Llevabas ya seis años en tu tumba y todas las noches venías hasta la cabecera de la cama, a recordarme la promesa que te hice en vida. Debía llevarte a ese valle caliente y húmedo de Tierra Blanca que huele a jazmín y a flor de toronja; en él querías reposar definitivamente. Insistías. Yo callada.

Bueno, pues…llegó la hora de cumplir tu mandado; le di unos pesos bajo agua al sepulturero de San Lorenzo Tezonco y, dentro de una maleta rosa, me jalé tus huesitos desbaratados.

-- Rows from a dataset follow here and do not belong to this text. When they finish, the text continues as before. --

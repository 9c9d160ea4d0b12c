//! PostgreSQL task repository.
//!
//! All mutations are single statements with `RETURNING`, so the existence
//! check, the write, and the read-back of server-assigned timestamps are
//! one atomic round trip. Owner scoping lives in the `WHERE` clause of
//! every statement.

use async_trait::async_trait;
use chrono::{DateTime, Utc};
use sqlx::{PgPool, Postgres, QueryBuilder};
use uuid::Uuid;

use crate::domain::foundation::{DomainError, OwnerId, TaskId, Timestamp};
use crate::domain::task::{NewTask, Task, TaskPatch, TaskStatus};
use crate::ports::TaskRepository;

use super::db_error;

type TaskRow = (
    Uuid,
    String,
    String,
    String,
    String,
    DateTime<Utc>,
    DateTime<Utc>,
);

const TASK_COLUMNS: &str = "id, owner_id, title, description, status, created_at, updated_at";

fn task_from_row(row: TaskRow) -> Result<Task, DomainError> {
    let (id, owner_id, title, description, status, created_at, updated_at) = row;
    Ok(Task {
        id: TaskId::from_uuid(id),
        owner_id: OwnerId::new(owner_id)?,
        title,
        description,
        status: TaskStatus::parse(&status)?,
        created_at: Timestamp::from_datetime(created_at),
        updated_at: Timestamp::from_datetime(updated_at),
    })
}

pub struct PostgresTaskRepository {
    pool: PgPool,
}

impl PostgresTaskRepository {
    pub fn new(pool: PgPool) -> Self {
        Self { pool }
    }
}

#[async_trait]
impl TaskRepository for PostgresTaskRepository {
    async fn insert(&self, task: NewTask) -> Result<Task, DomainError> {
        let row = sqlx::query_as::<_, TaskRow>(
            "INSERT INTO tasks (id, owner_id, title, description)
             VALUES ($1, $2, $3, $4)
             RETURNING id, owner_id, title, description, status, created_at, updated_at",
        )
        .bind(task.id.as_uuid())
        .bind(task.owner_id.as_str())
        .bind(&task.title)
        .bind(&task.description)
        .fetch_one(&self.pool)
        .await
        .map_err(db_error)?;

        task_from_row(row)
    }

    async fn list_for_owner(&self, owner: &OwnerId) -> Result<Vec<Task>, DomainError> {
        let rows = sqlx::query_as::<_, TaskRow>(
            "SELECT id, owner_id, title, description, status, created_at, updated_at
             FROM tasks
             WHERE owner_id = $1
             ORDER BY created_at DESC",
        )
        .bind(owner.as_str())
        .fetch_all(&self.pool)
        .await
        .map_err(db_error)?;

        rows.into_iter().map(task_from_row).collect()
    }

    async fn update(
        &self,
        owner: &OwnerId,
        id: TaskId,
        patch: TaskPatch,
    ) -> Result<Option<Task>, DomainError> {
        let mut builder: QueryBuilder<Postgres> =
            QueryBuilder::new("UPDATE tasks SET updated_at = NOW()");
        if let Some(title) = &patch.title {
            builder.push(", title = ").push_bind(title);
        }
        if let Some(description) = &patch.description {
            builder.push(", description = ").push_bind(description);
        }
        if let Some(status) = patch.status {
            builder.push(", status = ").push_bind(status.as_str());
        }
        builder.push(" WHERE id = ").push_bind(*id.as_uuid());
        builder.push(" AND owner_id = ").push_bind(owner.as_str());
        builder.push(" RETURNING ");
        builder.push(TASK_COLUMNS);

        let row = builder
            .build_query_as::<TaskRow>()
            .fetch_optional(&self.pool)
            .await
            .map_err(db_error)?;

        row.map(task_from_row).transpose()
    }

    async fn set_status(
        &self,
        owner: &OwnerId,
        id: TaskId,
        status: TaskStatus,
    ) -> Result<Option<Task>, DomainError> {
        let row = sqlx::query_as::<_, TaskRow>(
            "UPDATE tasks SET status = $3, updated_at = NOW()
             WHERE id = $1 AND owner_id = $2
             RETURNING id, owner_id, title, description, status, created_at, updated_at",
        )
        .bind(id.as_uuid())
        .bind(owner.as_str())
        .bind(status.as_str())
        .fetch_optional(&self.pool)
        .await
        .map_err(db_error)?;

        row.map(task_from_row).transpose()
    }

    async fn delete(&self, owner: &OwnerId, id: TaskId) -> Result<Option<Task>, DomainError> {
        let row = sqlx::query_as::<_, TaskRow>(
            "DELETE FROM tasks
             WHERE id = $1 AND owner_id = $2
             RETURNING id, owner_id, title, description, status, created_at, updated_at",
        )
        .bind(id.as_uuid())
        .bind(owner.as_str())
        .fetch_optional(&self.pool)
        .await
        .map_err(db_error)?;

        row.map(task_from_row).transpose()
    }
}
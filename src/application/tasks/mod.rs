//! Task command and query handlers.
//!
//! Every mutation runs the same coordination sequence: durable write,
//! synchronous cache invalidation, then a best-effort event publish. The
//! publish comes last and its failure is logged but never surfaced; the
//! durable write is the source of truth and stays committed either way.

mod complete_task;
mod create_task;
mod delete_task;
mod list_tasks;
mod reopen_task;
mod update_task;

pub use complete_task::{CompleteTaskCommand, CompleteTaskHandler};
pub use create_task::{CreateTaskCommand, CreateTaskHandler};
pub use delete_task::{DeleteTaskCommand, DeleteTaskHandler};
pub use list_tasks::ListTasksHandler;
pub use reopen_task::{ReopenTaskCommand, ReopenTaskHandler};
pub use update_task::{UpdateTaskCommand, UpdateTaskHandler};

use std::sync::Arc;

use tracing::warn;

use crate::domain::foundation::{EventEnvelope, TaskEventKind};
use crate::domain::task::Task;
use crate::ports::{task_list_key, EventPublisher, ListCache};

/// Publish a lifecycle event for an already-committed mutation.
///
/// Failures are logged and swallowed: consumers miss one notification, but
/// the task data itself is never rolled back over a broker problem.
pub(crate) async fn publish_task_event(
    publisher: &Arc<dyn EventPublisher>,
    kind: TaskEventKind,
    task: &Task,
) {
    let envelope = EventEnvelope::for_task(kind, task);
    if let Err(error) = publisher.publish(envelope).await {
        warn!(
            routing_key = kind.routing_key(),
            task_id = %task.id,
            %error,
            "event publish failed; mutation already committed"
        );
    }
}

/// Drop the owner's cached list after a committed mutation.
pub(crate) async fn invalidate_task_list(cache: &Arc<dyn ListCache>, task: &Task) {
    cache.invalidate(&task_list_key(&task.owner_id)).await;
}
//! Broker topology: durable streams and their subject bindings.
//!
//! Declarations are declarative and convergent: `get_or_create` leaves an
//! existing stream with identical parameters untouched, and a parameter
//! mismatch errors out through the reconnect protocol's `Connecting` state,
//! where it is treated as a connect failure and retried.

use async_nats::jetstream;
use async_nats::jetstream::stream::{Config as StreamConfig, StorageType};

use crate::config::BrokerConfig;

/// Stream carrying task lifecycle events, bound to the `task.*` wildcard.
///
/// File storage makes accepted messages survive a broker restart; together
/// with the publisher waiting on the broker ack this is what "persistent"
/// means on this wire.
pub fn event_stream_config(config: &BrokerConfig) -> StreamConfig {
    StreamConfig {
        name: config.stream_name.clone(),
        subjects: vec![config.subject_filter.clone()],
        storage: StorageType::File,
        ..Default::default()
    }
}

/// Stream receiving events that exhausted their redelivery budget.
pub fn dead_letter_stream_config(config: &BrokerConfig) -> StreamConfig {
    StreamConfig {
        name: config.dead_letter_stream.clone(),
        subjects: vec![config.dead_letter_filter()],
        storage: StorageType::File,
        ..Default::default()
    }
}

/// Asserts the full topology. Safe to repeat on every (re)connect.
pub async fn assert_topology(
    jetstream: &jetstream::Context,
    config: &BrokerConfig,
) -> Result<(), async_nats::Error> {
    jetstream
        .get_or_create_stream(event_stream_config(config))
        .await?;
    jetstream
        .get_or_create_stream(dead_letter_stream_config(config))
        .await?;
    Ok(())
}

/// Does `subject` match a dot-delimited wildcard `pattern`?
///
/// `*` matches exactly one segment and `>` matches one or more trailing
/// segments. This is the broker's own matching language, mirrored here so
/// the in-memory bus routes the same way the real one does.
pub fn subject_matches(pattern: &str, subject: &str) -> bool {
    let pattern: Vec<&str> = pattern.split('.').collect();
    let subject: Vec<&str> = subject.split('.').collect();

    for (idx, token) in pattern.iter().enumerate() {
        match *token {
            ">" => return subject.len() > idx,
            "*" => {
                if idx >= subject.len() {
                    return false;
                }
            }
            literal => {
                if idx >= subject.len() || subject[idx] != literal {
                    return false;
                }
            }
        }
    }
    pattern.len() == subject.len()
}
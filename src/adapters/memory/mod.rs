//! In-memory adapters used by tests.

mod notification_repository;
mod task_repository;

pub use notification_repository::InMemoryNotificationRepository;
pub use task_repository::InMemoryTaskRepository;
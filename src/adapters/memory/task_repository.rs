//! In-memory task repository for tests.

use std::collections::HashMap;
use std::sync::atomic::{AtomicBool, Ordering};
use std::sync::Mutex;

use async_trait::async_trait;

use crate::domain::foundation::{DomainError, ErrorCode, OwnerId, TaskId, Timestamp};
use crate::domain::task::{NewTask, Task, TaskPatch, TaskStatus};
use crate::ports::TaskRepository;

/// HashMap-backed store with the same owner-scoping and timestamp rules as
/// the real one. `fail_writes` makes every operation error, simulating a
/// database outage.
#[derive(Default)]
pub struct InMemoryTaskRepository {
    tasks: Mutex<HashMap<TaskId, Task>>,
    fail: AtomicBool,
}

impl InMemoryTaskRepository {
    pub fn new() -> Self {
        Self::default()
    }

    pub fn fail_writes(&self, fail: bool) {
        self.fail.store(fail, Ordering::SeqCst);
    }

    fn check_available(&self) -> Result<(), DomainError> {
        if self.fail.load(Ordering::SeqCst) {
            return Err(DomainError::new(
                ErrorCode::DatabaseError,
                "Task store is unavailable",
            ));
        }
        Ok(())
    }
}

#[async_trait]
impl TaskRepository for InMemoryTaskRepository {
    async fn insert(&self, task: NewTask) -> Result<Task, DomainError> {
        self.check_available()?;
        let now = Timestamp::now();
        let stored = Task {
            id: task.id,
            owner_id: task.owner_id,
            title: task.title,
            description: task.description,
            status: TaskStatus::Open,
            created_at: now,
            updated_at: now,
        };
        self.tasks.lock().unwrap().insert(stored.id, stored.clone());
        Ok(stored)
    }

    async fn list_for_owner(&self, owner: &OwnerId) -> Result<Vec<Task>, DomainError> {
        self.check_available()?;
        let mut tasks: Vec<Task> = self
            .tasks
            .lock()
            .unwrap()
            .values()
            .filter(|task| &task.owner_id == owner)
            .cloned()
            .collect();
        tasks.sort_by(|a, b| b.created_at.cmp(&a.created_at));
        Ok(tasks)
    }

    async fn update(
        &self,
        owner: &OwnerId,
        id: TaskId,
        patch: TaskPatch,
    ) -> Result<Option<Task>, DomainError> {
        self.check_available()?;
        let mut tasks = self.tasks.lock().unwrap();
        let Some(task) = tasks.get_mut(&id).filter(|task| &task.owner_id == owner) else {
            return Ok(None);
        };
        if let Some(title) = patch.title {
            task.title = title;
        }
        if let Some(description) = patch.description {
            task.description = description;
        }
        if let Some(status) = patch.status {
            task.status = status;
        }
        task.updated_at = Timestamp::now();
        Ok(Some(task.clone()))
    }

    async fn set_status(
        &self,
        owner: &OwnerId,
        id: TaskId,
        status: TaskStatus,
    ) -> Result<Option<Task>, DomainError> {
        self.update(
            owner,
            id,
            TaskPatch {
                status: Some(status),
                ..Default::default()
            },
        )
        .await
    }

    async fn delete(&self, owner: &OwnerId, id: TaskId) -> Result<Option<Task>, DomainError> {
        self.check_available()?;
        let mut tasks = self.tasks.lock().unwrap();
        let owned = tasks
            .get(&id)
            .map(|task| &task.owner_id == owner)
            .unwrap_or(false);
        if !owned {
            return Ok(None);
        }
        Ok(tasks.remove(&id))
    }
}
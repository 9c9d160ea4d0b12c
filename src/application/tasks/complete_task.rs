//! CompleteTaskHandler - mark a task done and announce it.

use std::sync::Arc;

use crate::domain::foundation::{DomainError, OwnerId, TaskEventKind, TaskId};
use crate::domain::task::{Task, TaskStatus};
use crate::ports::{EventPublisher, ListCache, TaskRepository};

use super::{invalidate_task_list, publish_task_event};

/// Command to mark an owned task as done.
///
/// Completing an already-done task is idempotent and still publishes; the
/// consumer side tolerates the duplicate notification.
#[derive(Debug, Clone)]
pub struct CompleteTaskCommand {
    pub owner_id: OwnerId,
    pub id: TaskId,
}

pub struct CompleteTaskHandler {
    repository: Arc<dyn TaskRepository>,
    cache: Arc<dyn ListCache>,
    publisher: Arc<dyn EventPublisher>,
}

impl CompleteTaskHandler {
    pub fn new(
        repository: Arc<dyn TaskRepository>,
        cache: Arc<dyn ListCache>,
        publisher: Arc<dyn EventPublisher>,
    ) -> Self {
        Self {
            repository,
            cache,
            publisher,
        }
    }

    pub async fn handle(&self, cmd: CompleteTaskCommand) -> Result<Task, DomainError> {
        let task = self
            .repository
            .set_status(&cmd.owner_id, cmd.id, TaskStatus::Done)
            .await?
            .ok_or_else(DomainError::task_not_found)?;

        invalidate_task_list(&self.cache, &task).await;
        publish_task_event(&self.publisher, TaskEventKind::Completed, &task).await;

        Ok(task)
    }
}
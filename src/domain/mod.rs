//! Domain layer: entities, value objects, and event contracts.

pub mod foundation;
pub mod notification;
pub mod task;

-Pesabas, mamacita, aún no eras montoncito de caliche.

Esa noche, en casa, abrí la maleta y asperjé agua bendita por encima de tu sudario…; la pasé todita en vela, hasta que al oír el piar de los gorriones en la calle, me decidí a hacer lo que debía.

Como los pesitos no daban para carro de pompas fúnebres-, fui hasta la estación Sur y saque un billete de camión para Veracruz.

Tú irías contenta en la maleta, pero yo fui temblando durante todo aquel viaje, temerosa de que en un control policial de los que jalonan la ruta descubriesen tus restos mortales y me acusasen de profanadora, asesina, o Dios sabe de qué… ¡A poco no!: a mitad de la ruta se hizo una parada para desaguar y, para cuando regresamos al camión te habían arrojado a la baca sin contemplaciones.

No me calme hasta que vi a lo lejos, fluyendo verde, el río de las mariposas, el Papaloapan.

En el camposanto los mangos se pudrían hermosos, bien nutridos con el tuétano de los muertitos.            Por allí nadie fumigaba y por eso abundaban los ratones y las culebras, que se enroscaban a tomar el sol sobre las lápidas, y se deslizaban bordeando los numerosos túmulos de tierra con dos palos en cruz encima…, buscando alguna raja en el suelo por dónde meterse… tan bonitas ella, finitas y con esas rayas de colores tan vivos.

Abrimos la fosa familiar y, por segunda vez (con quien querías), te dí sepultura donde querías. Amén.

Luego, quemé la maleta tras un bejucal, y el humo, flojeando, se fue hacia el golfo.

Entonces dejaste de despertarme por las noches; me dejaste tranquila y pude conciliar el sueño.